Start of Block
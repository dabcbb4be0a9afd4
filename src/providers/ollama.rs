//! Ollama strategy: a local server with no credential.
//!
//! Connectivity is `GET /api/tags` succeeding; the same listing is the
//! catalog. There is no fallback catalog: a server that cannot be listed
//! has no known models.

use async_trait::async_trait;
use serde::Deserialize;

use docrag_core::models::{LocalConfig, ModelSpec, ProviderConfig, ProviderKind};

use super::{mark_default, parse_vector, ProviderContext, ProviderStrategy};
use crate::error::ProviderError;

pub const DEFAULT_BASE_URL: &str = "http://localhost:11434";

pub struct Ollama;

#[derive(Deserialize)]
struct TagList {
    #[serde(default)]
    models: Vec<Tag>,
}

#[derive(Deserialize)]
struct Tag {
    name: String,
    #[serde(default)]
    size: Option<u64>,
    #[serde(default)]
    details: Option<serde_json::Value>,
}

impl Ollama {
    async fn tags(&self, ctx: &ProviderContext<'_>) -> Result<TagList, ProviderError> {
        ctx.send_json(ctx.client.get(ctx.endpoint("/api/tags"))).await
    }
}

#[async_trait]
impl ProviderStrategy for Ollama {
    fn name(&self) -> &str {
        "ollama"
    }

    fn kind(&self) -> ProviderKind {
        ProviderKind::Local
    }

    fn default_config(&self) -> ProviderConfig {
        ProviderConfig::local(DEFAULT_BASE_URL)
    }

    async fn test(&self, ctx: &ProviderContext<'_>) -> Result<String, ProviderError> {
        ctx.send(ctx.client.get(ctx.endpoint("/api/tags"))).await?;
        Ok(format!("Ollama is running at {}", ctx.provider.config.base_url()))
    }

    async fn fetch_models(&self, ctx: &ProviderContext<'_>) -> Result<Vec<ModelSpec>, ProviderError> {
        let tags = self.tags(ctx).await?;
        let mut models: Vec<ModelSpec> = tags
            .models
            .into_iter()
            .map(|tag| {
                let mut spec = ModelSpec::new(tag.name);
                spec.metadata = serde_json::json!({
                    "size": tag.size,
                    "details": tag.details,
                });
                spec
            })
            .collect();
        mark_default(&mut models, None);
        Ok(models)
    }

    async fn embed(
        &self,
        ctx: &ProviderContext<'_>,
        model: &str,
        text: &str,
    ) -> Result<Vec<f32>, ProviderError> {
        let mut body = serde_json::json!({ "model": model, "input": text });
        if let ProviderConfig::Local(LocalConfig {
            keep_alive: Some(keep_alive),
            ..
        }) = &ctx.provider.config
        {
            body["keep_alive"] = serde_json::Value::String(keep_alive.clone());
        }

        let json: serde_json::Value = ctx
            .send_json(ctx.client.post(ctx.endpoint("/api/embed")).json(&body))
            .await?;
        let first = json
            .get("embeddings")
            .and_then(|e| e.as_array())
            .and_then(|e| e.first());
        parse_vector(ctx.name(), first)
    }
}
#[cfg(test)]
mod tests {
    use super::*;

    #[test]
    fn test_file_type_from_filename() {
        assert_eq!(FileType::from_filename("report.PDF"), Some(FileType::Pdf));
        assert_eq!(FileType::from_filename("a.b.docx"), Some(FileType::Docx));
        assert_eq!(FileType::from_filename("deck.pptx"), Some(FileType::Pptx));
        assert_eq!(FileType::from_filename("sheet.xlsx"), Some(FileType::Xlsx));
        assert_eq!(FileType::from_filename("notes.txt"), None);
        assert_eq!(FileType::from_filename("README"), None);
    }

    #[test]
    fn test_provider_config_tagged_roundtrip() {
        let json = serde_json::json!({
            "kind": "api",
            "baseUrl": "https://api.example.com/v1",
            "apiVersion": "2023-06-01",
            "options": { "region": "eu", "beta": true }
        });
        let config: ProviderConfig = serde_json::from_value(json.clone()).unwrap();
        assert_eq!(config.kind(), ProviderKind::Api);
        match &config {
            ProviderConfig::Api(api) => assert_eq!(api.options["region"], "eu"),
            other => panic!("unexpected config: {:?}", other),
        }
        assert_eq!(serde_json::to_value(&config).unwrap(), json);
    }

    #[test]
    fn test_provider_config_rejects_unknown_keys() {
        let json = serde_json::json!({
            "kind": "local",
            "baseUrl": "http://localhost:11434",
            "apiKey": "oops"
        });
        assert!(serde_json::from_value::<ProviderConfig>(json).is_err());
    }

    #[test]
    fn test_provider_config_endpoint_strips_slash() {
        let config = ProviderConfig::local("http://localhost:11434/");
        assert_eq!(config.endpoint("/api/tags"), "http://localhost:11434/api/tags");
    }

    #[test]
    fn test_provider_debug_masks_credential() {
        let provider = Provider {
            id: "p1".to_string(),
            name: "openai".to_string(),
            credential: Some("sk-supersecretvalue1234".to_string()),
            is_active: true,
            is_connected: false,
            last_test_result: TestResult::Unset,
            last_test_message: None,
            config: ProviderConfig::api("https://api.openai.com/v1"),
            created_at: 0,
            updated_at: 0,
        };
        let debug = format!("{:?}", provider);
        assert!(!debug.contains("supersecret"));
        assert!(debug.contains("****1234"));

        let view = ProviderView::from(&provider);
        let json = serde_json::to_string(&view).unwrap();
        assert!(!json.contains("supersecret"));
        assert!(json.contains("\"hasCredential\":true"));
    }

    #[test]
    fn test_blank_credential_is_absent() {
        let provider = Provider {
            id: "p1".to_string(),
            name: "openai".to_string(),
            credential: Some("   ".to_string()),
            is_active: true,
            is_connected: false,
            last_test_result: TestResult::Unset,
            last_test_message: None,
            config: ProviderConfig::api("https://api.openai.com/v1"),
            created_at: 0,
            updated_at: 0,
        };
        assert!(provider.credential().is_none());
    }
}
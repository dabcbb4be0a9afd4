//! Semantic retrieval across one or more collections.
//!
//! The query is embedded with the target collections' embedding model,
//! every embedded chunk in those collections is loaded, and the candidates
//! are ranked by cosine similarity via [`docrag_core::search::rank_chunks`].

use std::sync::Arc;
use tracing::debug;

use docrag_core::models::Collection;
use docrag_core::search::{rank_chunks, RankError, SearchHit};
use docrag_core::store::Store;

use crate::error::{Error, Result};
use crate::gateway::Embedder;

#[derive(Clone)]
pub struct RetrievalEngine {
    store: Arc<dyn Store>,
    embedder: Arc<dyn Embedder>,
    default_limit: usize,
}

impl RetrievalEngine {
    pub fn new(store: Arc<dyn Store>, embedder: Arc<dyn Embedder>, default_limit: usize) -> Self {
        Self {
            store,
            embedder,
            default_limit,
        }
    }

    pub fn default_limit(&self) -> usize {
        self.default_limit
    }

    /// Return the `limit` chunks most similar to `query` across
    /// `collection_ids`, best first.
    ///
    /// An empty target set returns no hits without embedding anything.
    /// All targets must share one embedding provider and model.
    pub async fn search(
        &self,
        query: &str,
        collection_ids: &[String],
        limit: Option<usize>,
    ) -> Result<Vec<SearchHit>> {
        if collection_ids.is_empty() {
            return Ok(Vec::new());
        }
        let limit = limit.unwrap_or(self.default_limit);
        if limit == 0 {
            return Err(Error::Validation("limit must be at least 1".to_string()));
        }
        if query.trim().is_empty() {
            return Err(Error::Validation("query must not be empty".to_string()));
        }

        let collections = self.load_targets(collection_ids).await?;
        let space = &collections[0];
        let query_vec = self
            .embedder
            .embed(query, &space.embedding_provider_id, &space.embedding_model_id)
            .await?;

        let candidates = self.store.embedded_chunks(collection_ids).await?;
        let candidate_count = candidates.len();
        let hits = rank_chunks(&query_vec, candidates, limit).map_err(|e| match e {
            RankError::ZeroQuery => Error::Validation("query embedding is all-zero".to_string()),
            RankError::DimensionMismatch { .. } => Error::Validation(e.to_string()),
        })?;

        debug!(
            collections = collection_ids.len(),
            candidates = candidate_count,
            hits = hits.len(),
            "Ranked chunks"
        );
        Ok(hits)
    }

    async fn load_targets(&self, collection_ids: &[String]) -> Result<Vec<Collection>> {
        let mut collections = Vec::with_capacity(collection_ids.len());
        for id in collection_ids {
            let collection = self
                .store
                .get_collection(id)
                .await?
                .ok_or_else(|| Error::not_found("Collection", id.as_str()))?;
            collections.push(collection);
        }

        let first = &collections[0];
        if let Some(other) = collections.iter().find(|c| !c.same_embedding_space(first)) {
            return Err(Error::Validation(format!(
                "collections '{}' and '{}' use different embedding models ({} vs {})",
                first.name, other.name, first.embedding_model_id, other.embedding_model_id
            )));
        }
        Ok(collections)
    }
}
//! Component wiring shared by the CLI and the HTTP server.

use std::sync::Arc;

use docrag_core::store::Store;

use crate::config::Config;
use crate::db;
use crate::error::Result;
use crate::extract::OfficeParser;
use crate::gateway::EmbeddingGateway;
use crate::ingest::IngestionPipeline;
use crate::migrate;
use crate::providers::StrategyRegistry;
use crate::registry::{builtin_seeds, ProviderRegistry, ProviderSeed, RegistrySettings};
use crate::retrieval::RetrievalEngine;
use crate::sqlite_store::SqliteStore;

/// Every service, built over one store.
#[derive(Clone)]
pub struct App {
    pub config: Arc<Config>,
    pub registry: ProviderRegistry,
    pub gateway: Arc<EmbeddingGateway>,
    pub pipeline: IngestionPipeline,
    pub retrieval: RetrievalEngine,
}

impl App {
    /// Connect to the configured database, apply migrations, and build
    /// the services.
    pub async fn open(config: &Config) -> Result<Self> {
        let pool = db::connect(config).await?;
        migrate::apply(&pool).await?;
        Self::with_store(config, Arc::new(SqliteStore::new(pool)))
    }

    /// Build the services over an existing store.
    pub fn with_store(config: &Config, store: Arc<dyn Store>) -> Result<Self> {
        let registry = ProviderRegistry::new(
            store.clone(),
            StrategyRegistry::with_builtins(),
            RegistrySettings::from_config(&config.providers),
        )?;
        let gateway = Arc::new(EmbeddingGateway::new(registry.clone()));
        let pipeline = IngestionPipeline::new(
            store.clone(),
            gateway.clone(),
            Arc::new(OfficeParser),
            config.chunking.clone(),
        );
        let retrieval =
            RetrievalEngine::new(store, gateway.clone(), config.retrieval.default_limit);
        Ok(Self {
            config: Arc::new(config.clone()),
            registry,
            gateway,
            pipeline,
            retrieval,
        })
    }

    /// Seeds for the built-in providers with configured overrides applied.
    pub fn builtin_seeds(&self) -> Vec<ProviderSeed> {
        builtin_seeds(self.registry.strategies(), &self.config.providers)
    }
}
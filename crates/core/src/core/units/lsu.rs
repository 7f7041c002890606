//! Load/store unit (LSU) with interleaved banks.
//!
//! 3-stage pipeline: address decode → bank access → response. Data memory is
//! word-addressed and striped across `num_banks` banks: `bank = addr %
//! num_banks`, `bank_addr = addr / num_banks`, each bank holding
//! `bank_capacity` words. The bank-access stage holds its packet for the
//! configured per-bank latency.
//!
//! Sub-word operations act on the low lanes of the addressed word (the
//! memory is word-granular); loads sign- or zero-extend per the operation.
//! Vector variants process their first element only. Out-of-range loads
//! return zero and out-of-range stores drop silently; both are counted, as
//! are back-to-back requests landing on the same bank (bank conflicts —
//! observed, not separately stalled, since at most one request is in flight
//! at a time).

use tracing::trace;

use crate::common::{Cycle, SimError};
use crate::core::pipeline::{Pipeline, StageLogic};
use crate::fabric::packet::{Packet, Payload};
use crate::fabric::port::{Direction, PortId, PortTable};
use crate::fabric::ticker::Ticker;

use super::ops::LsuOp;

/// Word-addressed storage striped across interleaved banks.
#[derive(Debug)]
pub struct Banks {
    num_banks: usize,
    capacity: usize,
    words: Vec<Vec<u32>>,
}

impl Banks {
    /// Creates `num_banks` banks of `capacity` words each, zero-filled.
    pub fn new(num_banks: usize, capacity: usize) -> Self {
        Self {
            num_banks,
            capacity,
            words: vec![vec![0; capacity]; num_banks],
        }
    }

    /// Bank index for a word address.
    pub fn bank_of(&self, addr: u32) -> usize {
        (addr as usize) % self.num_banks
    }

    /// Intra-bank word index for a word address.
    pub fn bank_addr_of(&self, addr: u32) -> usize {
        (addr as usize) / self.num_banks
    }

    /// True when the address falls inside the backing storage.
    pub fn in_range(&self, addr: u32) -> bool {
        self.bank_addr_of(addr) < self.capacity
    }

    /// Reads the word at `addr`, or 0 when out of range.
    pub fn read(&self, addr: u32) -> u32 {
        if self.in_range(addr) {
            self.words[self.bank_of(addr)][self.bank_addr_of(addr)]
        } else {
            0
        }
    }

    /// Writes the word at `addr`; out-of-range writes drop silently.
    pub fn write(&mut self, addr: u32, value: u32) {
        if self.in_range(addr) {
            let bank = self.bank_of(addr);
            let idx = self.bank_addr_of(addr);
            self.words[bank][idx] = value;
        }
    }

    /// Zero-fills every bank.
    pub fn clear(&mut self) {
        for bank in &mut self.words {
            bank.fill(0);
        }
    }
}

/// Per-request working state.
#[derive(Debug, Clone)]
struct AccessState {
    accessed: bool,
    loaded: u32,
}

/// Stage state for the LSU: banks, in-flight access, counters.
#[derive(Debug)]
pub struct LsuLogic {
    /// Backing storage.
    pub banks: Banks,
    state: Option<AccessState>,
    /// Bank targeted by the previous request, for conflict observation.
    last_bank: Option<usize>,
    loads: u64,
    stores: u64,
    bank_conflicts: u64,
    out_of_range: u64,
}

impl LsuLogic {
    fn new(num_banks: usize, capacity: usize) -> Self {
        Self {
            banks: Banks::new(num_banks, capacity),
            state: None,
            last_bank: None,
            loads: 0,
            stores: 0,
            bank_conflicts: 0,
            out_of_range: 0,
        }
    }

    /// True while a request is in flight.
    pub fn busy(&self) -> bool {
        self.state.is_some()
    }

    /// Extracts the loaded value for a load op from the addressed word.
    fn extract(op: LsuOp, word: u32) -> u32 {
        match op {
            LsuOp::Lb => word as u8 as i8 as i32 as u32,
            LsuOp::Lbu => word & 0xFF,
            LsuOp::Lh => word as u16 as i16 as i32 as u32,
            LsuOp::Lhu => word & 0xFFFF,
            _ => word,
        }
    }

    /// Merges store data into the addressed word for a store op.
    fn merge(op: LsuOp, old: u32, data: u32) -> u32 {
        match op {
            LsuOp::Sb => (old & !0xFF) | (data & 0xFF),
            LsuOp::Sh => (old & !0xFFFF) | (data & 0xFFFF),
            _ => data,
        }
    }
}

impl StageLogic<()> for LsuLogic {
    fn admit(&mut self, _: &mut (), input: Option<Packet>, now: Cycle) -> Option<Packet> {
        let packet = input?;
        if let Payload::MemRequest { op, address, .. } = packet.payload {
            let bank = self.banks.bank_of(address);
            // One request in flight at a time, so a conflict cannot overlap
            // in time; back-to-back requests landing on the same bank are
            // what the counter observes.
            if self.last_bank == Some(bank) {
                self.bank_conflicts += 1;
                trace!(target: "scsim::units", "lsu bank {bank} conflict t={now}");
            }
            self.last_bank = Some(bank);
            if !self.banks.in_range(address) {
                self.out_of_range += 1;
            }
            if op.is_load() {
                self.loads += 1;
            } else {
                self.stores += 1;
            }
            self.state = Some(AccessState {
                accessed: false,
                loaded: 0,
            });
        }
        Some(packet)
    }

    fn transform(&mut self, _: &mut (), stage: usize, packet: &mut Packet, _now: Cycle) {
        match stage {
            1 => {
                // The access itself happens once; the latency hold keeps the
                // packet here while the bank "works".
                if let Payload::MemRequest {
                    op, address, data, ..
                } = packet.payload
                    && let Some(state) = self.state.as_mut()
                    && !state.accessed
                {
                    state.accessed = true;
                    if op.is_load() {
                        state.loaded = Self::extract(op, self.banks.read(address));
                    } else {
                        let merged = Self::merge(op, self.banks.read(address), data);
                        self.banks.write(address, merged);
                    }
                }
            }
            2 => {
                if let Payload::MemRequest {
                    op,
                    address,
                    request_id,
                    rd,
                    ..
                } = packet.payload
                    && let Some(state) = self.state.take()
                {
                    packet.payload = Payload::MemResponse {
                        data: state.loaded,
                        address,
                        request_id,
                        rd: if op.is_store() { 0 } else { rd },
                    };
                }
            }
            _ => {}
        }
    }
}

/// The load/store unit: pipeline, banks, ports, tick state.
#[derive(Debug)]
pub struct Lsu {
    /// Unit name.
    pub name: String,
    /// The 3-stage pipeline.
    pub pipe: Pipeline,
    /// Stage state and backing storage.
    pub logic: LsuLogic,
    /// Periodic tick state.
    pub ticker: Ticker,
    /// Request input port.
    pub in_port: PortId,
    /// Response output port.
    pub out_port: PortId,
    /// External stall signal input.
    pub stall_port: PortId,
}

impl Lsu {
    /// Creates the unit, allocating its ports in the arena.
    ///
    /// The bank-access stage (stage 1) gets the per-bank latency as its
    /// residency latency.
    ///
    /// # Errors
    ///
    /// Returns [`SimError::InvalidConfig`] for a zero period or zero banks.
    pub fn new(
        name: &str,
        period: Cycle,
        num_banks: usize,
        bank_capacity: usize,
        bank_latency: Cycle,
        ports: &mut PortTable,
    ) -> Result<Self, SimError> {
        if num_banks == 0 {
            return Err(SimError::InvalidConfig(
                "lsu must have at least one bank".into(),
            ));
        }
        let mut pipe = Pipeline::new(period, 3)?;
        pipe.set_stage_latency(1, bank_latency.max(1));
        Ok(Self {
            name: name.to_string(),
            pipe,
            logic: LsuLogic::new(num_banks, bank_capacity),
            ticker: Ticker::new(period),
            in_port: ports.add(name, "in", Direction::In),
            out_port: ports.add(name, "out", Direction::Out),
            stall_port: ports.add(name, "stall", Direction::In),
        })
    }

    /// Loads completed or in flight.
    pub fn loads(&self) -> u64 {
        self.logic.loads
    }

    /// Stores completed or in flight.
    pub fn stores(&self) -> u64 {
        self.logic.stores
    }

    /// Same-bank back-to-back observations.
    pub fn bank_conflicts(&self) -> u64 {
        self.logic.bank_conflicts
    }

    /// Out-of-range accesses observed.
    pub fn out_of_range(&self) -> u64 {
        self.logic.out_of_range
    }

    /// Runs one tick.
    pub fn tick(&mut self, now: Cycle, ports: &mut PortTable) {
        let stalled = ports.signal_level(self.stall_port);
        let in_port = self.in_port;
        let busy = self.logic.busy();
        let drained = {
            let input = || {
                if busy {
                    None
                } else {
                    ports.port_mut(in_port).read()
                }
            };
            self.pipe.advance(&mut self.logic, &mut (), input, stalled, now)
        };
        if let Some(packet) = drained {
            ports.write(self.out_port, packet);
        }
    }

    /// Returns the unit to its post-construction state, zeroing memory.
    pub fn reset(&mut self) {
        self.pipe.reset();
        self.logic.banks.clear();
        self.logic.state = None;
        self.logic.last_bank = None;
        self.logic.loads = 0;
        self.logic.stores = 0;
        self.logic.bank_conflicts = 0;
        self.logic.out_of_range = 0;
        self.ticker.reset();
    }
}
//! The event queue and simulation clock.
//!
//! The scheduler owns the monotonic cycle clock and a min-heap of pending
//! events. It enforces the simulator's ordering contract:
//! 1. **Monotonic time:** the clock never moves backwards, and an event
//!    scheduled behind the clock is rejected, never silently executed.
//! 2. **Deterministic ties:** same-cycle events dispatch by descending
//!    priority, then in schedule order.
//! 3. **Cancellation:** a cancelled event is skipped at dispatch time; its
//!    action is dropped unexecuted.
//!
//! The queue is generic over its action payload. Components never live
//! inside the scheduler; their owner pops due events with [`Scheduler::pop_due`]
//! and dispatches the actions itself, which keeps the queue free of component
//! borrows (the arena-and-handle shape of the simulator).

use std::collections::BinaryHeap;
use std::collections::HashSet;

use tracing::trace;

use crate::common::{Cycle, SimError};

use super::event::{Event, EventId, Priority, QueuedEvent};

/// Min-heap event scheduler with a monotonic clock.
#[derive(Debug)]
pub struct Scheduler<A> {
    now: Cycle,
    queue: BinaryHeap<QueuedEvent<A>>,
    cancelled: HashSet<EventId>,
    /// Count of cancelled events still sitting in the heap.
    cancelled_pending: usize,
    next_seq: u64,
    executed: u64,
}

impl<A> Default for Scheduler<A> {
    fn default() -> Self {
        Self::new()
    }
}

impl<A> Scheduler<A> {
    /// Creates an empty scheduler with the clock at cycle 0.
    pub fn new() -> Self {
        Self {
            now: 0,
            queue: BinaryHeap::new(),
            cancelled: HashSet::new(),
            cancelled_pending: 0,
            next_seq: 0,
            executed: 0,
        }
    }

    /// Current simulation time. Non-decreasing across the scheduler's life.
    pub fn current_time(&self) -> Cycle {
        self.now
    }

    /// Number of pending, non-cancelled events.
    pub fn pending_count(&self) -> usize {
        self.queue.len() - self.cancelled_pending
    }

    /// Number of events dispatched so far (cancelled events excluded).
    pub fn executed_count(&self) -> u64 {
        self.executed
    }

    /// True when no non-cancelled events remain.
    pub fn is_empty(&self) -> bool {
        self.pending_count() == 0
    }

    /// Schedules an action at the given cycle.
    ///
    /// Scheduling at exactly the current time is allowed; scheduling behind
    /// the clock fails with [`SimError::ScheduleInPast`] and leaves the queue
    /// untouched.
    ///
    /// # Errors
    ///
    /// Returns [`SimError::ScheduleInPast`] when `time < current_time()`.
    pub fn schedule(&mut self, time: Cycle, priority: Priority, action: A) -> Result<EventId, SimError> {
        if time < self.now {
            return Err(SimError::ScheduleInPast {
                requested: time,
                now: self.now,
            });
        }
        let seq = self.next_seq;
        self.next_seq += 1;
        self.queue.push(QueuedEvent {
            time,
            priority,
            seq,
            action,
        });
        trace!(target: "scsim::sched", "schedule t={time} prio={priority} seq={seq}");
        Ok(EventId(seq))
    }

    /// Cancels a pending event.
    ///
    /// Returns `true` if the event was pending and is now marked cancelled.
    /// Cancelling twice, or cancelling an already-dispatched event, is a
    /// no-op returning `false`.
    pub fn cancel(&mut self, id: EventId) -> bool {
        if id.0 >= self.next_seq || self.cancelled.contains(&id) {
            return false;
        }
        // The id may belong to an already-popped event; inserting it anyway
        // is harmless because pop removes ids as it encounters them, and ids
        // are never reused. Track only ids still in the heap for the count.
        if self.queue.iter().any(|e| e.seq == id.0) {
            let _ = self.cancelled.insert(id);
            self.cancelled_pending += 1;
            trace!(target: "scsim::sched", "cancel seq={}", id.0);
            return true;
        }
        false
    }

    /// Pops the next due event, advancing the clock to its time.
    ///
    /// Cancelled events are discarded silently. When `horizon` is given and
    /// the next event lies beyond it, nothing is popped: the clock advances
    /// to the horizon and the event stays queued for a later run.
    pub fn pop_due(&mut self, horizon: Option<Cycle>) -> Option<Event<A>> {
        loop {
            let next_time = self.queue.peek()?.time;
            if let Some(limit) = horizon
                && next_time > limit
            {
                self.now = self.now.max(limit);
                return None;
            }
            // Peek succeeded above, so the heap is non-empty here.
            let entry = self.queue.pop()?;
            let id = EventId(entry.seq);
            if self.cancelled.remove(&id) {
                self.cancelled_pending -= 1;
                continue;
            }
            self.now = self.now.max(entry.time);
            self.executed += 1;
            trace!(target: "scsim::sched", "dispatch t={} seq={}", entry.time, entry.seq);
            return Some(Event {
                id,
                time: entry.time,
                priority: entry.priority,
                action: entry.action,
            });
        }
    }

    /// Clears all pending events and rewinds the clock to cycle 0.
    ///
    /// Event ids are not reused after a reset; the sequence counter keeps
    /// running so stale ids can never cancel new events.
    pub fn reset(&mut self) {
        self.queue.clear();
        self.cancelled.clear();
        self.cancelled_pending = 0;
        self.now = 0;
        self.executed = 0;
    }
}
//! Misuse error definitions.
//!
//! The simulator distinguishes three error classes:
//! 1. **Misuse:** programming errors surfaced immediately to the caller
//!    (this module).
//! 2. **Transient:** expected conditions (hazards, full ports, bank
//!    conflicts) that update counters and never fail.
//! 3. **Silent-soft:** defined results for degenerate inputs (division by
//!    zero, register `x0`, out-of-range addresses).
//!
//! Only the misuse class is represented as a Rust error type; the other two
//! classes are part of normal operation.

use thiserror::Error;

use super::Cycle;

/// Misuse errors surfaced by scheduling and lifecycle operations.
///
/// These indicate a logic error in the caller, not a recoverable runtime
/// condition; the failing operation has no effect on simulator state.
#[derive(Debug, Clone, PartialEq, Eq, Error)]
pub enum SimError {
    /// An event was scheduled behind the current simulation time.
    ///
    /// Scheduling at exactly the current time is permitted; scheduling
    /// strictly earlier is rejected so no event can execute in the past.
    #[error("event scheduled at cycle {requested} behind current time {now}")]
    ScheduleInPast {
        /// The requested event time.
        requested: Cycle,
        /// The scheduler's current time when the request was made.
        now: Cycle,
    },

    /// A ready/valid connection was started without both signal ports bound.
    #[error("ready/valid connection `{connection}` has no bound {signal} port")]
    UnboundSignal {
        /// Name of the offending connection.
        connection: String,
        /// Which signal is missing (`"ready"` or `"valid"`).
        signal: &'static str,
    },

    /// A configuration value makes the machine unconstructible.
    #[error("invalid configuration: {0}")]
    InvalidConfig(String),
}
End of Block
» **PROBLEM TO WORK ON**
Across all the records above, count the lines that contain "storage" and reply with only the number.

» **SOLUTION TO THE PROBLEM**
4